The Netherlands have a two-day commemoration in early May, one for remembrance of the Second World War and the next day to celebrate liberation and the end of the war in Europe. The small city of Apeldoorn is host to one of the most touching of the ceremonies, a simple parade of old soldiers and old military vehicles. The residents bring their children -- now the great-grandchildren of those who were set free -- to line the path of the parade and thank the veterans. Most are Canadians. There were over 100 vets in 2015, the 75th anniversary, almost all 90 years old or older, and so each year there will be fewer and fewer of these living testimonies to history. Here is a view of this modest but important event and a calendar:

Posted by
89 posts

In Breda, you can visit General Maczek Museum and Polish Military Cemetery, where he and his soldiers are buried.
General Stanisław Maczek was the commander of 1st Polish Armoured Division that liberated several cities in Europe from German occupation, including Breda, Gent and Ypres.

Posted by
7507 posts

AFAIK, the current bridge in Arnhem is the third since WW II. It was just as interesting to find a plaque on one of the very few older buildings saying (in Dutch only) that it was the SS headquarters. Nijmegen also seemed very modern to me.

Posted by
1005 posts

In you want to just stay in the Netherlands and see part of the Atlantic Wall, then the museum in Hoek van Holland ( is your best choice. In Amsterdam, the Dutch Resistance Museum is one of the best resistance museums in Europe--plan on half a day there. I also agree that the Corrie ten Boom House in Haarlem is a unique WWII site--intimate and compelling story of how this family saved about 800 Jews and resistance fighters. You can make reservations online now for the morning tours, but you must reserve at least 10 days in advance.

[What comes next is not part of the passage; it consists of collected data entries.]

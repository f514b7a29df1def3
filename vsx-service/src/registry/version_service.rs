use async_trait::async_trait;
use std::sync::Arc;
use thiserror::Error;
use tracing::debug;
use vsx_api::{ExtensionLookup, LookupError, VersionLookup};
use vsx_domain::{sort_newest_first, Extension, ExtensionVersion};

/// 服务层错误
#[derive(Error, Debug)]
pub enum ServiceError {
    #[error(transparent)]
    Lookup(#[from] LookupError),
}

pub type ServiceResult<T> = std::result::Result<T, ServiceError>;

/// ExtensionVersions 解析后的扩展及其全部版本
#[derive(Debug, Clone)]
pub struct ExtensionVersions {
    pub extension: Extension,
    /// 从新到旧
    pub versions: Vec<ExtensionVersion>,
}

/// ExtensionDetail 扩展的某个版本及其全部版本号
#[derive(Debug, Clone)]
pub struct ExtensionDetail {
    pub extension: Extension,
    pub version: ExtensionVersion,
    /// 从新到旧
    pub all_versions: Vec<String>,
}

/// 扩展版本服务trait
///
/// 所有方法在扩展或版本不存在时返回None。
#[async_trait]
pub trait VersionService: Send + Sync {
    /// 列出扩展的所有版本（从新到旧），同时返回存储中的扩展名称
    async fn list_versions(&self, namespace: &str, extension: &str) -> ServiceResult<Option<ExtensionVersions>>;

    /// 获取指定版本，扩展名和命名空间名不区分大小写
    async fn get_version(&self, namespace: &str, extension: &str, version: &str) -> ServiceResult<Option<ExtensionVersion>>;

    /// 获取扩展详情，version为None时使用最新版本
    async fn get_detail(
        &self,
        namespace: &str,
        extension: &str,
        version: Option<&str>,
    ) -> ServiceResult<Option<ExtensionDetail>>;
}

pub struct DefaultVersionService<L: VersionLookup + ExtensionLookup> {
    lookup: Arc<L>,
}

impl<L: VersionLookup + ExtensionLookup> DefaultVersionService<L> {
    pub fn new(lookup: Arc<L>) -> Self {
        Self { lookup }
    }

    async fn sorted_versions(&self, extension: &Extension) -> ServiceResult<Vec<ExtensionVersion>> {
        let mut versions = self.lookup.find_by_extension(extension).await?;
        sort_newest_first(&mut versions);
        Ok(versions)
    }
}

#[async_trait]
impl<L: VersionLookup + ExtensionLookup> VersionService for DefaultVersionService<L> {
    async fn list_versions(&self, namespace: &str, extension: &str) -> ServiceResult<Option<ExtensionVersions>> {
        let Some(ext) = self.lookup.find_by_names(extension, namespace).await? else {
            debug!(namespace, extension, "Extension not found");
            return Ok(None);
        };
        let versions = self.sorted_versions(&ext).await?;
        Ok(Some(ExtensionVersions {
            extension: ext,
            versions,
        }))
    }

    async fn get_version(&self, namespace: &str, extension: &str, version: &str) -> ServiceResult<Option<ExtensionVersion>> {
        Ok(self
            .lookup
            .find_by_version_and_names(version, extension, namespace)
            .await?)
    }

    async fn get_detail(
        &self,
        namespace: &str,
        extension: &str,
        version: Option<&str>,
    ) -> ServiceResult<Option<ExtensionDetail>> {
        let Some(listed) = self.list_versions(namespace, extension).await? else {
            return Ok(None);
        };

        let selected = match version {
            Some(v) => self.get_version(namespace, extension, v).await?,
            None => listed.versions.first().cloned(),
        };

        Ok(selected.map(|selected| ExtensionDetail {
            all_versions: listed.versions.into_iter().map(|v| v.version).collect(),
            version: selected,
            extension: listed.extension,
        }))
    }
}

#[cfg(test)]
mod tests {
    use super::*;
    use vsx_api::LookupResult;
    use vsx_domain::Namespace;

    /// 内存中的注册表，用于替代数据库
    struct InMemoryRegistry {
        extensions: Vec<Extension>,
        versions: Vec<ExtensionVersion>,
        fail: bool,
    }

    impl InMemoryRegistry {
        fn check(&self) -> LookupResult<()> {
            if self.fail {
                let err = std::io::Error::new(std::io::ErrorKind::Other, "connection refused");
                return Err(LookupError::storage(err));
            }
            Ok(())
        }
    }

    #[async_trait]
    impl VersionLookup for InMemoryRegistry {
        async fn find_by_extension(&self, extension: &Extension) -> LookupResult<Vec<ExtensionVersion>> {
            self.check()?;
            Ok(self.versions.iter().filter(|v| v.belongs_to(extension)).cloned().collect())
        }

        async fn find_by_version_and_extension(
            &self,
            version: &str,
            extension: &Extension,
        ) -> LookupResult<Option<ExtensionVersion>> {
            self.check()?;
            Ok(self
                .versions
                .iter()
                .find(|v| v.version == version && v.belongs_to(extension))
                .cloned())
        }

        async fn find_by_version_and_names(
            &self,
            version: &str,
            extension_name: &str,
            namespace_name: &str,
        ) -> LookupResult<Option<ExtensionVersion>> {
            match self.find_by_names(extension_name, namespace_name).await? {
                Some(ext) => self.find_by_version_and_extension(version, &ext).await,
                None => Ok(None),
            }
        }
    }

    #[async_trait]
    impl ExtensionLookup for InMemoryRegistry {
        async fn find_by_names(&self, extension_name: &str, namespace_name: &str) -> LookupResult<Option<Extension>> {
            self.check()?;
            Ok(self
                .extensions
                .iter()
                .find(|e| {
                    e.name.to_lowercase() == extension_name.to_lowercase()
                        && e.namespace.name.to_lowercase() == namespace_name.to_lowercase()
                })
                .cloned())
        }
    }

    fn registry(fail: bool) -> Arc<InMemoryRegistry> {
        let bar = Namespace::new(1, "bar");
        let foo = Extension::new(1, "foo", bar.clone());
        let empty = Extension::new(2, "empty", bar);
        let versions = ["1.0.0", "2.0.0", "2.0.0-beta.1", "1.10.0"]
            .iter()
            .enumerate()
            .map(|(i, v)| ExtensionVersion::new(i as i64 + 1, *v, foo.id))
            .collect();
        Arc::new(InMemoryRegistry {
            extensions: vec![foo, empty],
            versions,
            fail,
        })
    }

    fn service(fail: bool) -> DefaultVersionService<InMemoryRegistry> {
        DefaultVersionService::new(registry(fail))
    }

    #[tokio::test]
    async fn test_list_versions_newest_first() {
        let listed = service(false).list_versions("bar", "foo").await.unwrap().unwrap();
        let order: Vec<&str> = listed.versions.iter().map(|v| v.version.as_str()).collect();
        assert_eq!(order, vec!["2.0.0", "2.0.0-beta.1", "1.10.0", "1.0.0"]);
    }

    #[tokio::test]
    async fn test_list_versions_unknown_extension() {
        assert!(service(false).list_versions("bar", "missing").await.unwrap().is_none());
    }

    #[tokio::test]
    async fn test_list_versions_extension_without_versions() {
        let listed = service(false).list_versions("BAR", "Empty").await.unwrap().unwrap();
        assert!(listed.versions.is_empty());
        // 返回存储中的名称而不是请求中的写法
        assert_eq!(listed.extension.full_name(), "bar.empty");
    }

    #[tokio::test]
    async fn test_get_version() {
        let svc = service(false);
        let found = svc.get_version("BAR", "FOO", "2.0.0").await.unwrap().unwrap();
        assert_eq!(found.version, "2.0.0");
        assert!(svc.get_version("bar", "foo", "3.0.0").await.unwrap().is_none());
    }

    #[tokio::test]
    async fn test_get_detail_latest() {
        let detail = service(false).get_detail("bar", "foo", None).await.unwrap().unwrap();
        assert_eq!(detail.version.version, "2.0.0");
        assert_eq!(detail.extension.full_name(), "bar.foo");
        assert_eq!(detail.all_versions.len(), 4);
        assert_eq!(detail.all_versions[0], "2.0.0");
    }

    #[tokio::test]
    async fn test_get_detail_specific_version() {
        let svc = service(false);
        let detail = svc.get_detail("BAR", "Foo", Some("1.0.0")).await.unwrap().unwrap();
        assert_eq!(detail.version.version, "1.0.0");
        assert_eq!(detail.extension.full_name(), "bar.foo");
        assert_eq!(detail.all_versions[0], "2.0.0");

        assert!(svc.get_detail("bar", "foo", Some("9.9.9")).await.unwrap().is_none());
        assert!(svc.get_detail("bar", "empty", None).await.unwrap().is_none());
        assert!(svc.get_detail("bar", "missing", Some("1.0.0")).await.unwrap().is_none());
    }

    #[tokio::test]
    async fn test_get_detail_version_is_case_sensitive() {
        let bar = Namespace::new(1, "bar");
        let foo = Extension::new(1, "foo", bar);
        let registry = Arc::new(InMemoryRegistry {
            versions: vec![ExtensionVersion::new(1, "1.0.0-RC", foo.id)],
            extensions: vec![foo],
            fail: false,
        });
        let svc = DefaultVersionService::new(registry);

        assert!(svc.get_detail("bar", "foo", Some("1.0.0-rc")).await.unwrap().is_none());
        assert!(svc.get_detail("bar", "foo", Some("1.0.0-RC")).await.unwrap().is_some());
    }

    #[tokio::test]
    async fn test_storage_error_propagates() {
        let err = service(true).list_versions("bar", "foo").await.unwrap_err();
        assert!(matches!(err, ServiceError::Lookup(LookupError::Storage(_))));
        assert!(err.to_string().contains("connection refused"));
    }
}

Since you'll be travelling a lot by train, consider getting the Tripkey card, which is a transit pass like the Dutch OV-chipkaart, but works better for foreigners since it links to your credit card account.

Posted by
2008 posts

Many places have suffered from serious fights in this part of Europe, so many places have there own tragic story to tell, but not all get the attention they actually deserve. For instance around this time of the year we commemorate here the liberation of the Delta Region, more specifically the “Battle of the (Western) Scheldt”, the 50 mile long waterway to Antwerp by mainly Canadian, Polish and British troops.

The battle was so fierce as Montgomery had decided to delay this battle for launching Operation Market Garden first and so gave in the meanwhile the Germans the opportunity to regroup and turn the Western Scheldt estuary into a very tough stronghold. The estuary was vital as waterway to the North Sea for the almost intact captured harbour of Antwerp. As supply lines were still running back all the way to Normandy there was a desperate need for a large harbour like Antwerp closer to the rapidly progressing front.

Not to forget is that other parts in the Netherlands due to the failure of Market Garden had suffered very much during that tragic “Hongerwinter” (hungry winter) that followed, so understandable that Operation Market Garden has for this reason such an important place in our national history.

Posted by
8293 posts

"Heavy fighting by Canadians on Walcheren .Island. But who cares?"

We Canadians care.

Posted by
14580 posts

"The Netherlands never took part in WW1" It would have been invaded had the original Schlieffen Plan of 1905 been adhered to since it called for crossing into the province of Limburg, the "Maastricht appendix" as a way of bypassing and flanking the Liege fortresses. In 1914 it was decided to scrap that original plan of 1905 for a more "watered down" one.

I know this is a post for the Netherlands, but if you are really interested in WWII history, why not do Normandy (if you haven't already). The area is so rich with WWII sites: Pointe du Hoc, Sainte-Mère-Église, Normandy American Cemetery and Memorial, Longues-sur-Mer Battery, and the beach itself. I'd highly recommend the trip, very impactful.